» TO DO
Could you copy each line of the listing below that has the word "entry"?

» DATA PROVIDED
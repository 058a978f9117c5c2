//! Process-local counter store.
//!
//! Counts only the requests seen by this process. Atomicity per key comes from the
//! shard lock `DashMap` holds while an entry is mutated.

use std::{
    sync::atomic::{AtomicU64, Ordering},
    time::Duration,
};

use async_trait::async_trait;
use dashmap::DashMap;
use tokio::time::Instant;

use super::{Consumption, ConsumeError, CounterStore};
use crate::{key::RateLimitKey, tier::TierConfig};

/// Expired windows are swept after this many consumptions.
const SWEEP_INTERVAL: u64 = 4096;

#[derive(Debug, Clone, Copy)]
struct Window {
    consumed: u32,
    expires_at: Instant,
}

/// In-memory counter store for one tier.
pub struct MemoryStore {
    points: u32,
    duration: Duration,
    block: Option<Duration>,
    key_prefix: String,
    windows: DashMap<String, Window>,
    consumptions: AtomicU64,
}

impl MemoryStore {
    /// Create a store enforcing the quota of `config`.
    pub fn new(config: &TierConfig) -> Self {
        Self {
            points: config.points,
            duration: config.duration,
            block: config.block(),
            key_prefix: config.key_prefix.to_string(),
            windows: DashMap::new(),
            consumptions: AtomicU64::new(0),
        }
    }

    /// Number of keys currently tracked, expired ones included until the next sweep.
    pub fn tracked_keys(&self) -> usize {
        self.windows.len()
    }

    fn consume_now(&self, key: &RateLimitKey, now: Instant) -> Result<Consumption, ConsumeError> {
        let storage_key = format!("{}{}", self.key_prefix, key);

        let result = {
            let mut window = self.windows.entry(storage_key).or_insert_with(|| Window {
                consumed: 0,
                expires_at: now + self.duration,
            });

            if window.expires_at <= now {
                window.consumed = 0;
                window.expires_at = now + self.duration;
            }

            window.consumed = window.consumed.saturating_add(1);

            if window.consumed > self.points {
                // The first rejected attempt trips the block; later ones do not extend it.
                if let Some(block) = self.block
                    && window.consumed == self.points + 1
                {
                    window.expires_at = now + block;
                }

                Err(ConsumeError::QuotaExceeded {
                    ms_before_next: millis_until(window.expires_at, now),
                })
            } else {
                Ok(Consumption {
                    remaining_points: self.points - window.consumed,
                    ms_before_next: millis_until(window.expires_at, now),
                })
            }
        };

        if self.consumptions.fetch_add(1, Ordering::Relaxed) % SWEEP_INTERVAL == SWEEP_INTERVAL - 1 {
            self.sweep(now);
        }

        result
    }

    fn sweep(&self, now: Instant) {
        let before = self.windows.len();
        self.windows.retain(|_, window| window.expires_at > now);

        log::debug!(
            "Swept {} expired rate limit windows with prefix '{}'",
            before.saturating_sub(self.windows.len()),
            self.key_prefix
        );
    }
}

#[async_trait]
impl CounterStore for MemoryStore {
    fn name(&self) -> &'static str {
        "memory"
    }

    async fn consume(&self, key: &RateLimitKey) -> Result<Consumption, ConsumeError> {
        self.consume_now(key, Instant::now())
    }
}

fn millis_until(deadline: Instant, now: Instant) -> u64 {
    u64::try_from(deadline.saturating_duration_since(now).as_millis()).unwrap_or(u64::MAX)
}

» WRITTEN SOLUTION
//! shard lock `DashMap` holds while an entry is mutated.
            let mut window = self.windows.entry(storage_key).or_insert_with(|| Window {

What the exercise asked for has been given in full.